PT-Mark: Invisible Watermarking for Text-to-image Diffusion Models via Semantic-aware Pivotal Tuning
Yaopeng Wang, Huiyu Xu, Zhibo Wang, Jiacheng Du, Zhichao Li, Yiming Li, Qiu Wang, Kui Ren
TL;DR
PT-Mark addresses semantic drift in watermarking text-to-image diffusion outputs by explicitly steering the entire diffusion denoising process using a semantic-aware pivotal tuning strategy. It reconstructs both the original and watermarked trajectories, identifies watermark-relevant regions with a segmentation model, and optimizes an adjustable null-text embedding to disentangle semantics from watermark patterns while preserving the watermark.

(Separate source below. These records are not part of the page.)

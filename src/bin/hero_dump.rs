use anyhow::{Context, Result};

use mlbb_terminal::api::HttpSource;
use mlbb_terminal::config::{AppConfig, DAY_WINDOWS};
use mlbb_terminal::directory::HeroDirectory;
use mlbb_terminal::hero_detail::{DetailOutcome, plain_text, resolve_hero_detail};
use mlbb_terminal::rank_board::fetch_rank_board;
use mlbb_terminal::roster::aggregate_all;

enum Mode {
    Board { days: u32 },
    Rosters,
    Heroes,
    Hero { name: String },
}

fn main() -> Result<()> {
    env_logger::Builder::from_env(env_logger::Env::default().default_filter_or("warn")).init();

    let config = AppConfig::from_env();
    let mode = parse_mode_args(config.default_days)?;
    let api = HttpSource::new(&config.api_base, config.http_timeout)?;

    match mode {
        Mode::Board { days } => {
            let entries = fetch_rank_board(&api, days)?;
            println!("Top picks, last {days} day(s), mythic");
            for entry in entries {
                println!(
                    "#{:<3} {:<20} WR {:>5}%",
                    entry.rank, entry.hero_name, entry.win_rate
                );
            }
        }
        Mode::Rosters => {
            let fetch = aggregate_all(&api, config.roster_parallelism);
            for roster in fetch.rosters.iter().filter(|r| !r.heroes.is_empty()) {
                println!("{} ({})", roster.filter.title(), roster.heroes.len());
                for hero in &roster.heroes {
                    println!("  {:<20} {}", hero.name, hero.image_url);
                }
            }
            if !fetch.errors.is_empty() {
                println!("Errors: {}", fetch.errors.len());
                for err in fetch.errors.iter().take(8) {
                    println!(" - {err}");
                }
            }
        }
        Mode::Heroes => {
            let directory = load_directory(&api)?;
            for (id, name) in directory.iter() {
                println!("{id:>4}  {name}");
            }
        }
        Mode::Hero { name } => {
            let directory = load_directory(&api)?;
            match resolve_hero_detail(&api, &directory, &name)? {
                DetailOutcome::Detail(hero) => {
                    println!("{} (id {})", hero.name, hero.id);
                    println!("Roles: {}", hero.roles.join(", "));
                    println!("Lanes: {}", hero.lanes.join(", "));
                    println!("Difficulty: {}", hero.difficulty);
                    println!("Specialty: {}", hero.specialities.join(", "));
                    println!();
                    for skill in &hero.skills {
                        let tags = skill
                            .tags
                            .iter()
                            .map(|t| format!("[{}]", t.label))
                            .collect::<Vec<_>>()
                            .join(" ");
                        println!("{} {tags}", skill.name);
                        println!("  {}", plain_text(&skill.description));
                    }
                    for group in &hero.relations {
                        println!();
                        println!("{}: {}", group.kind.title(), plain_text(&group.description));
                        for head in &group.hero_heads {
                            println!("  {head}");
                        }
                    }
                    if let Some(url) = hero.lore_url.as_ref() {
                        println!();
                        println!("Lore: {url}");
                    }
                }
                DetailOutcome::NotFound(name) => {
                    println!("Hero \"{name}\" not found in database.");
                }
                DetailOutcome::Malformed => {
                    println!("Incomplete hero data for \"{name}\".");
                }
            }
        }
    }

    Ok(())
}

fn load_directory(api: &HttpSource) -> Result<HeroDirectory> {
    let mut directory = HeroDirectory::new();
    directory.reload(api);
    if !directory.is_ready() {
        return Err(anyhow::anyhow!("hero list unavailable"));
    }
    Ok(directory)
}

fn parse_mode_args(default_days: u32) -> Result<Mode> {
    let args = std::env::args().skip(1).collect::<Vec<_>>();
    let mut mode = Mode::Board { days: default_days };
    for (idx, arg) in args.iter().enumerate() {
        let value = |prefix: &str| -> Option<String> {
            if let Some(v) = arg.strip_prefix(prefix).and_then(|v| v.strip_prefix('=')) {
                return Some(v.trim().to_string());
            }
            if arg == prefix {
                return args.get(idx + 1).map(|v| v.trim().to_string());
            }
            None
        };

        if let Some(days) = value("--days") {
            let days = days
                .parse::<u32>()
                .ok()
                .filter(|d| DAY_WINDOWS.contains(d))
                .with_context(|| format!("--days must be one of {DAY_WINDOWS:?}"))?;
            mode = Mode::Board { days };
        } else if let Some(name) = value("--hero") {
            if name.is_empty() {
                return Err(anyhow::anyhow!("--hero needs a name"));
            }
            mode = Mode::Hero { name };
        } else if arg == "--rosters" {
            mode = Mode::Rosters;
        } else if arg == "--heroes" {
            mode = Mode::Heroes;
        }
    }
    Ok(mode)
}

Empirical results on MS-COCO and DiffusionDB show about a 10% gain in semantic fidelity metrics and high watermark verification accuracy (AUC ~ 0.99), along with a roughly 4x efficiency improvement over prior methods, while maintaining robustness to common perturbations. The approach acts as a plug-and-play module compatible with existing diffusion-based watermarking techniques, enabling invisible watermarking that preserves semantics in practical digital-art pipelines.
Abstract
Watermarking for diffusion images has drawn considerable attention due to the widespread use of text-to-image diffusion models and the increasing need for their copyright protection. Recently, advanced watermarking techniques, such as Tree Ring, integrate watermarks by embedding traceable patterns (e.g., Rings) into the latent distribution during the diffusion process. Such methods disrupt the original semantics of the generated images due to the inevitable distribution shift caused by the watermarks, thereby limiting their practicality, particularly in digital art creation. In this work, we present Semantic-aware Pivotal Tuning Watermarks (PT-Mark), a novel invisible watermarking method that preserves both the semantics of diffusion images and the traceability of the watermark. PT-Mark preserves the original semantics of the watermarked image by gradually aligning the generation trajectory with the original (pivotal) trajectory while maintaining the traceable watermarks during whole diffusion denoising process. To achieve this, we first compute the salient regions of the watermark at each diffusion denoising step as a spatial prior to identify areas that can be aligned without disrupting the watermark pattern. Guided by the region, we then introduce an additional pivotal tuning branch that optimizes the text embedding to align the semantics while preserving the watermarks. Extensive evaluations demonstrate that PT-Mark can preserve the original semantics of the diffusion images while integrating robust watermarks. It achieves a 10% improvement in the performance of semantic preservation (i.e., SSIM, PSNR, and LPIPS) compared to state-of-the-art watermarking methods, while also showing comparable robustness against real-world perturbations and four times greater efficiency.